At the annual town election one week before town meeting, Shana Dixon was the winner of a two-person race to serve the remaining year of an unexpired term on the Select Board.
That five-person board got an unexpected shakeup a few months later when Jeffrey Johnson announced he was leaving in the middle of his second three-year term because of health issues. The board opted not to appoint someone to fill his seat, the remaining year of which will be on the ballot in May 2026.
Another town board lost a longtime public servant this fall when Board of Health Chair and well-known retired local physician Erwin Stuebner died at age 80.
Dr. Erwin Stuebner, center, leads a Board of Health meeting in 2024.
Staying in town hall, the members of the town's diversity committee decided it was time for a rebrand, changing the name of the panel to the Race, Equity, Accessibility, Diversity and Inclusion Committee.
The newly dubbed READI Committee showed that it will continue to take on difficult topics, like the racist harassment directed at Williams College students. And its members signaled that they may be ready for a structural change in the panel's status, which has been, technically, an advisory group to the Select Board since the former Diversity, Inclusion and Racial Equity (DIRE) Committee was formed in 2020.
In a move that may have gone unnoticed to all but the most regular observes of local governance, the town's Sign Commission, which had struggled to maintain its membership for years, was disbanded in 2025 with its duties shifted to the Zoning Board of Appeals as town officials work to craft a proposal for a new sign bylaw.
Another lower profile municipal body found itself in the headlines this year. The commissioners of the Hoosic Water Quality District — an intermunicipal agency between North Adams and Williamstown — found themselves in a poop storm after presenting an FY26 budget proposal that included ramping up its composting operation by importing sludge from other communities.
Many Williamstown residents rang the alarm about an expansion of composting due to the presence of toxic, fluorinated chemicals known as PFAS in the human waste the HWQD treats at its Williamstown plant.
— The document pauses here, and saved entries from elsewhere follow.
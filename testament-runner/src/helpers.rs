// Copyright (c) The testament Contributors
// SPDX-License-Identifier: MIT OR Apache-2.0

//! General support code for testament-runner.

use unicode_width::UnicodeWidthChar;

/// Utilities for pluralizing various words based on count or plurality.
pub mod plural {
    /// Returns "test" if `count` is 1, otherwise "tests".
    pub fn tests_str(count: usize) -> &'static str {
        if count == 1 { "test" } else { "tests" }
    }

    /// Returns "suite" if `count` is 1, otherwise "suites".
    pub fn suites_str(count: usize) -> &'static str {
        if count == 1 { "suite" } else { "suites" }
    }

    /// Returns "issue" if `count` is 1, otherwise "issues".
    pub fn issues_str(count: usize) -> &'static str {
        if count == 1 { "issue" } else { "issues" }
    }

    /// Returns "known issue" if `count` is 1, otherwise "known issues".
    pub fn known_issues_str(count: usize) -> &'static str {
        if count == 1 {
            "known issue"
        } else {
            "known issues"
        }
    }

    /// Returns "warning" if `count` is 1, otherwise "warnings".
    pub fn warnings_str(count: usize) -> &'static str {
        if count == 1 { "warning" } else { "warnings" }
    }

    /// Returns "argument" if `count` is 1, otherwise "arguments".
    pub fn arguments_str(count: usize) -> &'static str {
        if count == 1 { "argument" } else { "arguments" }
    }

    /// Returns "iteration" if `count` is 1, otherwise "iterations".
    pub fn iterations_str(count: usize) -> &'static str {
        if count == 1 { "iteration" } else { "iterations" }
    }

    /// Returns "test case" if `count` is 1, otherwise "test cases".
    pub fn test_cases_str(count: usize) -> &'static str {
        if count == 1 { "test case" } else { "test cases" }
    }
}

/// Returns the number of terminal columns `text` occupies, ignoring ANSI escape sequences.
pub(crate) fn text_width(text: &str) -> usize {
    // The width of a string may differ from the sum of the widths of its characters, but summing
    // is what truncation below can handle consistently.
    strip_ansi_escapes::strip_str(text)
        .chars()
        .map(|c| c.width().unwrap_or(0))
        .sum()
}

/// Truncates `text` to at most `max_width` columns, ending it with an ellipsis if anything was
/// cut off.
///
/// ANSI escape sequences are stripped from truncated text.
pub(crate) fn truncate_with_ellipsis(text: &str, max_width: usize, ellipsis: &str) -> String {
    if text_width(text) <= max_width {
        return text.to_owned();
    }

    let budget = max_width.saturating_sub(text_width(ellipsis));
    let mut width = 0;
    let mut res = String::new();
    for c in strip_ansi_escapes::strip_str(text).chars() {
        let c_width = c.width().unwrap_or(0);
        if width + c_width > budget {
            break;
        }
        res.push(c);
        width += c_width;
    }
    res.push_str(ellipsis);
    res
}
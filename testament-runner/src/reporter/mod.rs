// Copyright (c) The testament Contributors
// SPDX-License-Identifier: MIT OR Apache-2.0

//! Report the progress and results of a test run.
//!
//! The runner posts [`Event`]s to the [`EventHandler`] of the run's configuration. The recorders
//! in this module are event handlers that turn events into output:
//!
//! * [`HumanReadableRecorder`] describes events as [`Message`]s; the other textual recorders are
//!   built on top of it.
//! * [`ConsoleRecorder`] writes one line per message.
//! * [`HierarchyRecorder`] writes a tree of suites and tests once the run ends.
//! * [`JunitRecorder`] writes a JUnit XML report.
//!
//! Use [`FanOutEventHandler`] to drive several recorders from one run.

mod console;
pub mod events;
mod hierarchy;
mod human;
mod junit;
mod symbols;

pub use console::*;
pub use events::{
    Event, EventContext, EventHandler, EventKind, FanOutEventHandler, NoopEventHandler,
};
pub use hierarchy::*;
pub use human::{HumanReadableRecorder, Message, describe_arguments};
pub use junit::{JunitRecorder, TESTSUITE_NAME, escape as escape_xml};
pub use symbols::Symbol;
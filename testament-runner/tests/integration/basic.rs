// Copyright (c) The testament Contributors
// SPDX-License-Identifier: MIT OR Apache-2.0

use crate::fixtures::*;
use color_eyre::eyre::{Result, ensure};
use fixture_data::testament_tests::{EXPECTED_TESTS, expected_failure_count};
use pretty_assertions::assert_eq;
use std::sync::{Arc, Mutex};
use testament_metadata::TestamentExitCode;
use testament_runner::{
    config::Configuration,
    expect_eq,
    issue::{IssueKind, TestError},
    reporter::{
        Event, EventContext, EventKind, FanOutEventHandler, HumanReadableRecorder, Message, Symbol,
    },
    runner::Runner,
    with_known_issue,
};

#[tokio::test]
async fn fixture_catalog() -> Result<()> {
    let (stats, log) = run_logged(fixture_tests(), Configuration::default()).await?;

    // Three suites are synthesized: Basics.Arithmetic, Basics.Strings and Network.Http.
    assert_eq!(stats.steps, EXPECTED_TESTS.len() + 3);
    assert_eq!(stats.tests_started, EXPECTED_TESTS.len());
    assert_eq!(stats.suites_started, 3);
    assert_eq!(stats.failing_issues, expected_failure_count());
    assert_eq!(stats.known_issues, 1);
    assert_eq!(stats.issues, expected_failure_count() + 2, "failures, known issue and warning");
    assert_eq!(stats.cancelled, 1);
    assert_eq!(stats.tests_skipped, 0);
    assert_eq!(stats.iterations, 1);
    assert_eq!(stats.exit_code(), TestamentExitCode::TEST_RUN_FAILED);

    for fixture in EXPECTED_TESTS.iter() {
        let name = fixture.test_id().to_string();
        let names = log.names_for(&name);
        ensure!(
            names.first() == Some(&"test-discovered"),
            "{name} was discovered first: {names:?}"
        );
        ensure!(
            names.contains(&"test-started") && names.contains(&"test-ended"),
            "{name} ran: {names:?}"
        );

        let failing_issues = log
            .events()
            .iter()
            .filter(|event| event.test.as_deref() == Some(name.as_str()))
            .filter(|event| {
                matches!(&event.kind, EventKind::IssueRecorded { issue, .. } if issue.is_failure())
            })
            .count();
        assert_eq!(
            failing_issues,
            usize::from(fixture.outcome.is_failure()),
            "failing issues for {name}"
        );
    }

    Ok(())
}

#[tokio::test]
async fn thrown_errors_fail_the_test() -> Result<()> {
    let human = Arc::new(HumanReadableRecorder::new());
    let messages: Arc<Mutex<Vec<Message>>> = Arc::default();
    let log = EventLog::default();
    let handler = FanOutEventHandler::new().with(log.clone()).with({
        let messages = messages.clone();
        move |event: &Event, context: &EventContext<'_>| {
            if matches!(event.kind, EventKind::TestEnded) {
                messages
                    .lock()
                    .unwrap()
                    .extend(human.record(event, context));
            } else {
                human.record(event, context);
            }
        }
    });

    let test = function("Module.throws()", 1, || async {
        Err(TestError::msg("the network is down"))
    });
    let runner = Runner::new([test], Configuration::default().with_event_handler(handler))?;
    let stats = runner.run().await;
    assert_eq!(stats.failing_issues, 1);

    let events = log.events();
    let ended = events
        .iter()
        .position(|event| matches!(event.kind, EventKind::TestEnded))
        .expect("test ended");
    let issues: Vec<_> = events
        .iter()
        .enumerate()
        .filter_map(|(i, event)| match &event.kind {
            EventKind::IssueRecorded { issue, .. } => Some((i, issue.clone())),
            _ => None,
        })
        .collect();
    assert_eq!(issues.len(), 1);
    assert!(issues[0].0 < ended, "issue is recorded before the test ends");
    assert_eq!(
        issues[0].1.kind,
        IssueKind::ErrorCaught("the network is down".to_owned())
    );

    let messages = messages.lock().unwrap();
    assert_eq!(messages.len(), 1);
    assert_eq!(messages[0].symbol, Symbol::Fail);
    assert!(
        messages[0].text.starts_with("Test throws() failed after "),
        "{}",
        messages[0].text
    );
    assert!(messages[0].text.ends_with(" with 1 issue."), "{}", messages[0].text);
    Ok(())
}

#[tokio::test]
async fn expectations_and_known_issues() -> Result<()> {
    let tests = [
        function("Module.mismatch()", 1, || async {
            expect_eq(1 + 1, 3);
            Ok(())
        }),
        function("Module.never_recorded()", 2, || {
            with_known_issue("should have failed", async { Ok(()) })
        }),
    ];
    let (stats, log) = run_logged(tests, Configuration::default()).await?;
    assert_eq!(stats.failing_issues, 2);

    let kinds: Vec<_> = log
        .events()
        .into_iter()
        .filter_map(|event| match event.kind {
            EventKind::IssueRecorded { issue, .. } => Some((event.test, issue.kind)),
            _ => None,
        })
        .collect();
    assert_eq!(kinds.len(), 2);
    for (test, kind) in kinds {
        match test.as_deref() {
            Some("Module.mismatch()") => {
                assert!(
                    matches!(&kind, IssueKind::ExpectationFailed(expectation) if !expectation.is_passing),
                    "{kind:?}"
                );
            }
            Some("Module.never_recorded()") => {
                assert_eq!(kind, IssueKind::KnownIssueNotRecorded);
            }
            other => panic!("unexpected issue for {other:?}"),
        }
    }
    Ok(())
}

#[test]
fn blocking_run_and_exit_codes() -> Result<()> {
    let runner = Runner::new(
        [function("Module.passes()", 1, passes)],
        Configuration::default(),
    )?;
    let stats = runner.run_blocking()?;
    assert_eq!(stats.tests_started, 1);
    assert_eq!(stats.exit_code(), TestamentExitCode::OK);

    let empty = Runner::new(Vec::new(), Configuration::default())?;
    assert!(empty.plan().is_empty());
    assert_eq!(
        empty.run_blocking()?.exit_code(),
        TestamentExitCode::NO_TESTS_RUN
    );
    Ok(())
}
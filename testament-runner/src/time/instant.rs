// Copyright (c) The testament Contributors
// SPDX-License-Identifier: MIT OR Apache-2.0

//! Points in time at which events occur.
//!
//! Events need both a wall-clock time (for reports such as JUnit timestamps) and a monotonic time
//! (for measuring durations). For that we use a combination of a `DateTime<Local>` (realtime clock)
//! and an `Instant` (monotonic clock), captured together.

use chrono::{DateTime, Local};
use std::{
    fmt,
    time::{Duration, Instant},
};

/// A point in time, captured on both the monotonic and the wall clock.
#[derive(Clone, Copy, Debug, PartialEq, Eq, PartialOrd, Ord, Hash)]
pub struct EventInstant {
    monotonic: Instant,
    wall: DateTime<Local>,
}

impl EventInstant {
    /// Captures the current instant.
    pub fn now() -> Self {
        Self {
            // These two syscalls will happen imperceptibly close to each other, which is good
            // enough for our purposes.
            monotonic: Instant::now(),
            wall: Local::now(),
        }
    }

    /// Returns the monotonic clock reading of this instant.
    pub fn monotonic(&self) -> Instant {
        self.monotonic
    }

    /// Returns the wall clock reading of this instant.
    pub fn wall(&self) -> DateTime<Local> {
        self.wall
    }

    /// Returns the time elapsed from `earlier` to `self` on the monotonic clock.
    ///
    /// Returns zero if `earlier` is actually later than `self`.
    pub fn duration_since(&self, earlier: EventInstant) -> Duration {
        self.monotonic.saturating_duration_since(earlier.monotonic)
    }

    /// Returns the time elapsed since this instant.
    pub fn elapsed(&self) -> Duration {
        self.monotonic.elapsed()
    }
}

/// Displays a duration as seconds with three decimal places, for example `1.250`.
///
/// Human-readable and JUnit output both use this format.
#[derive(Clone, Copy, Debug)]
pub struct DisplaySeconds(pub Duration);

impl fmt::Display for DisplaySeconds {
    fn fmt(&self, f: &mut fmt::Formatter<'_>) -> fmt::Result {
        write!(f, "{:.3}", self.0.as_secs_f64())
    }
}
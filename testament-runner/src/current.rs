// Copyright (c) The testament Contributors
// SPDX-License-Identifier: MIT OR Apache-2.0

//! Helpers available to test bodies while they run.
//!
//! The runner establishes a task-local context for every test and test case it runs. The
//! functions in this module record issues, check expectations and attach values against that
//! context. Called outside of a running test, they log a warning and do nothing.
//!
//! Task-local contexts do not propagate to tasks spawned with `tokio::spawn`. To record issues
//! from such a task, obtain an [`IssueRecorder`] first and move it into the task.

use crate::{
    attachment::Attachment,
    issue::{Expectation, Issue, IssueKind, SourceContext, TestResult, source_location_of},
    reporter::events::EventKind,
    runner::EventPoster,
    test::{Test, TestCase},
};
use camino::Utf8Path;
use std::{
    fmt,
    future::Future,
    panic::Location,
    sync::{
        Arc,
        atomic::{AtomicBool, AtomicUsize, Ordering},
    },
};
use tracing::warn;

tokio::task_local! {
    static CURRENT: TestContext;
}

/// The context of the running test or test case.
#[derive(Clone)]
pub(crate) struct TestContext {
    pub(crate) test: Arc<Test>,
    pub(crate) test_case: Option<Arc<TestCase>>,
    pub(crate) poster: EventPoster,
    pub(crate) ended: Arc<AtomicBool>,
    known_issue: Option<Arc<KnownIssueScope>>,
}

impl TestContext {
    pub(crate) fn new(
        test: Arc<Test>,
        test_case: Option<Arc<TestCase>>,
        poster: EventPoster,
    ) -> Self {
        Self {
            test,
            test_case,
            poster,
            ended: Arc::new(AtomicBool::new(false)),
            known_issue: None,
        }
    }

    /// Runs `fut` with this context as the current one.
    pub(crate) async fn scope<F: Future>(self, fut: F) -> F::Output {
        CURRENT.scope(self, fut).await
    }

    /// Marks the test or test case as ended. Issues recorded afterwards are flagged.
    pub(crate) fn end(&self) {
        self.ended.store(true, Ordering::Release);
    }

    fn try_current() -> Option<Self> {
        CURRENT.try_with(Clone::clone).ok()
    }

    /// Records `issue`, returning false if an issue handler suppressed it.
    pub(crate) fn record(&self, mut issue: Issue) -> bool {
        if let Some(scope) = &self.known_issue {
            scope.matched.fetch_add(1, Ordering::AcqRel);
            issue = issue.known();
            if let Some(comment) = &scope.comment {
                issue = issue.with_comment(comment.clone());
            }
        }

        let Some(issue) = apply_issue_handlers(&self.test, issue) else {
            return false;
        };
        self.poster.post(
            EventKind::IssueRecorded {
                issue,
                recorded_after_test_ended: self.ended.load(Ordering::Acquire),
            },
            Some(&self.test),
            self.test_case.as_deref(),
        );
        true
    }

    fn post(&self, kind: EventKind) {
        self.poster
            .post(kind, Some(&self.test), self.test_case.as_deref());
    }
}

/// Passes `issue` through the issue handlers of `test`, in trait order.
pub(crate) fn apply_issue_handlers(test: &Test, issue: Issue) -> Option<Issue> {
    test.traits
        .iter()
        .filter_map(|t| t.issue_handler())
        .try_fold(issue, |issue, handler| handler.handle_issue(issue))
}

struct KnownIssueScope {
    comment: Option<String>,
    matched: AtomicUsize,
}

#[track_caller]
fn warn_outside_test(operation: &str) {
    let location = Location::caller();
    warn!(
        "{operation} was called outside of a running test at {}",
        source_location_of(location)
    );
}

/// Records an issue against the running test or test case.
///
/// Returns false if there is no running test, or if an issue handler suppressed the issue.
#[track_caller]
pub fn record_issue(issue: Issue) -> bool {
    match TestContext::try_current() {
        Some(context) => context.record(issue),
        None => {
            warn_outside_test("record_issue");
            false
        }
    }
}

/// Records an [`IssueKind::Unconditional`] issue with `comment`, attributed to the caller.
#[track_caller]
pub fn record_comment(comment: impl Into<String>) -> bool {
    record_issue(
        Issue::new(IssueKind::Unconditional)
            .with_comment(comment)
            .with_source_context(SourceContext::caller()),
    )
}

/// Checks that `condition` holds, recording an issue if it does not.
///
/// Returns `condition`.
#[track_caller]
pub fn expect(condition: bool, comment: impl Into<String>) -> bool {
    let comment = comment.into();
    check(Expectation {
        is_passing: condition,
        expression: comment.clone(),
        expanded: None,
        comment: Some(comment),
        source_location: Some(source_location_of(Location::caller())),
    })
}

/// Checks that `lhs == rhs`, recording an issue describing both values if they differ.
///
/// Returns true if the values are equal.
#[track_caller]
pub fn expect_eq<T, U>(lhs: T, rhs: U) -> bool
where
    T: PartialEq<U> + fmt::Debug,
    U: fmt::Debug,
{
    let is_passing = lhs == rhs;
    check(Expectation {
        is_passing,
        expression: "lhs == rhs".to_owned(),
        expanded: Some(format!("{lhs:?} == {rhs:?}")),
        comment: None,
        source_location: Some(source_location_of(Location::caller())),
    })
}

#[track_caller]
fn check(expectation: Expectation) -> bool {
    let is_passing = expectation.is_passing;
    let Some(context) = TestContext::try_current() else {
        warn_outside_test("expect");
        return is_passing;
    };

    context.post(EventKind::ExpectationChecked(expectation.clone()));
    if !is_passing {
        let source_context = SourceContext::capture(expectation.source_location.clone());
        context.record(
            Issue::new(IssueKind::ExpectationFailed(expectation))
                .with_source_context(source_context),
        );
    }
    is_passing
}

/// Attaches a value to the running test.
#[track_caller]
pub fn attach(attachment: Attachment) {
    match TestContext::try_current() {
        Some(context) => context.post(EventKind::ValueAttached(attachment)),
        None => warn_outside_test("attach"),
    }
}

/// Attaches the file at `path` to the running test.
///
/// If the file cannot be read, an [`IssueKind::AttachmentFailed`] issue is recorded instead.
#[track_caller]
pub fn attach_file(path: impl AsRef<Utf8Path>) {
    let path = path.as_ref();
    match Attachment::from_path(path) {
        Ok(attachment) => attach(attachment),
        Err(error) => {
            record_issue(
                Issue::new(IssueKind::AttachmentFailed(format!("{path}: {error}")))
                    .with_source_context(SourceContext::caller()),
            );
        }
    }
}

/// Runs `fut`, marking every issue recorded within it as known.
///
/// If `fut` returns an error, it is recorded as a known issue rather than failing the test. If no
/// issue is recorded at all, an [`IssueKind::KnownIssueNotRecorded`] issue is recorded.
#[track_caller]
pub fn with_known_issue<F>(
    comment: impl Into<String>,
    fut: F,
) -> impl Future<Output = TestResult> + Send
where
    F: Future<Output = TestResult> + Send,
{
    let comment = comment.into();
    let source_context = SourceContext::caller();
    async move {
        let Some(context) = TestContext::try_current() else {
            warn!("with_known_issue was called outside of a running test");
            return fut.await;
        };

        let scope = Arc::new(KnownIssueScope {
            comment: Some(comment),
            matched: AtomicUsize::new(0),
        });
        let inner = TestContext {
            known_issue: Some(scope.clone()),
            ..context.clone()
        };
        let result = CURRENT.scope(inner.clone(), fut).await;
        if let Err(error) = result {
            inner.record(Issue::error_caught(&error).with_source_context(source_context.clone()));
        }

        if scope.matched.load(Ordering::Acquire) == 0 {
            context.record(
                Issue::new(IssueKind::KnownIssueNotRecorded).with_source_context(source_context),
            );
        }
        Ok(())
    }
}

/// Counts how many times an event occurred within [`confirmation`].
#[derive(Debug, Default)]
pub struct Confirmation {
    count: AtomicUsize,
}

impl Confirmation {
    /// Confirms that the event occurred once.
    pub fn confirm(&self) {
        self.confirm_times(1);
    }

    /// Confirms that the event occurred `count` times.
    pub fn confirm_times(&self, count: usize) {
        self.count.fetch_add(count, Ordering::AcqRel);
    }

    /// Returns the number of confirmations so far.
    pub fn count(&self) -> usize {
        self.count.load(Ordering::Acquire)
    }
}

/// Runs `body` with a fresh [`Confirmation`], recording an
/// [`IssueKind::ConfirmationMiscounted`] issue unless it was confirmed exactly `expected` times.
#[track_caller]
pub fn confirmation<F, Fut>(
    comment: impl Into<String>,
    expected: usize,
    body: F,
) -> impl Future<Output = TestResult> + Send
where
    F: FnOnce(Arc<Confirmation>) -> Fut,
    Fut: Future<Output = TestResult> + Send,
{
    let comment = comment.into();
    let source_context = SourceContext::caller();
    let confirmation = Arc::new(Confirmation::default());
    let fut = body(confirmation.clone());
    async move {
        let result = fut.await;
        let actual = confirmation.count();
        if actual != expected {
            let issue = Issue::new(IssueKind::ConfirmationMiscounted { actual, expected })
                .with_comment(comment)
                .with_source_context(source_context);
            match TestContext::try_current() {
                Some(context) => {
                    context.record(issue);
                }
                None => warn!("confirmation was awaited outside of a running test: {issue}"),
            }
        }
        result
    }
}

/// A handle for recording issues against a test from outside its task.
///
/// Issues recorded after the test or test case has ended are still delivered, flagged as
/// recorded after the test ended.
#[derive(Clone)]
pub struct IssueRecorder {
    context: TestContext,
}

impl IssueRecorder {
    /// Returns a recorder for the running test or test case, if any.
    pub fn current() -> Option<Self> {
        TestContext::try_current().map(|context| Self { context })
    }

    /// Records `issue`, returning false if an issue handler suppressed it.
    pub fn record(&self, issue: Issue) -> bool {
        self.context.record(issue)
    }

    /// Returns the test this recorder records against.
    pub fn test(&self) -> &Test {
        &self.context.test
    }
}

impl fmt::Debug for IssueRecorder {
    fn fmt(&self, f: &mut fmt::Formatter<'_>) -> fmt::Result {
        f.debug_struct("IssueRecorder")
            .field("test", &self.context.test.id)
            .finish_non_exhaustive()
    }
}

impl Test {
    /// Returns the running test, if called from within one.
    pub fn current() -> Option<Arc<Test>> {
        CURRENT.try_with(|context| context.test.clone()).ok()
    }
}

impl TestCase {
    /// Returns the running test case, if called from within one.
    ///
    /// Returns `None` while a suite's scope is running.
    pub fn current() -> Option<Arc<TestCase>> {
        CURRENT
            .try_with(|context| context.test_case.clone())
            .ok()
            .flatten()
    }
}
In the end, the commissioners stopped pursuing a deal to import more waste but the district is continuing to produce compost from biosolids it takes in from member communities Clarksburg, North Adams and Williamstown.
2025 saw the substantial completion of four major road projects at two ends of town: the new rotary at the Five Corners intersection in South Williamstown; the rebuild of South Street from Field Park to just south of the Clark Art Institute; a new bridge to carry Main Street (Route 2) over the Green River; and the reconstruction of the bridge on Main Street across Hemlock Brook.
It also saw the start of two new construction projects: a four-home subdivision that Northern Berkshire Habitat for Humanity is building off Summer Street and a renovation at Spring Street's Images Cinema that will add a second screen.
Chief Jeffrey Dias takes command of the Fire Department in June.
Another local building project started to take shape as framing starting going up for a new Williams College Museum of Art at the Field Park rotary. And the town's largest infrastructure project in years neared completion as the Williamstown Fire District prepared to move into its new Main Street station.
Speaking of the Fire District, the new station nearly coincides with the arrival of a new chief, Jeffey Dias, who was hired in March and took the reins of the department in June, after the retirement of longtime Chief Craig Pedercini.
Finally, a June vandalism incident on the Williams College campus on the morning of commencement was resolved on Nov. 26, when a Northern Berkshire District Court judge dismissed the charges against Liam Carey after Carey completed the community service he was ordered under the commonwealth's diversion program.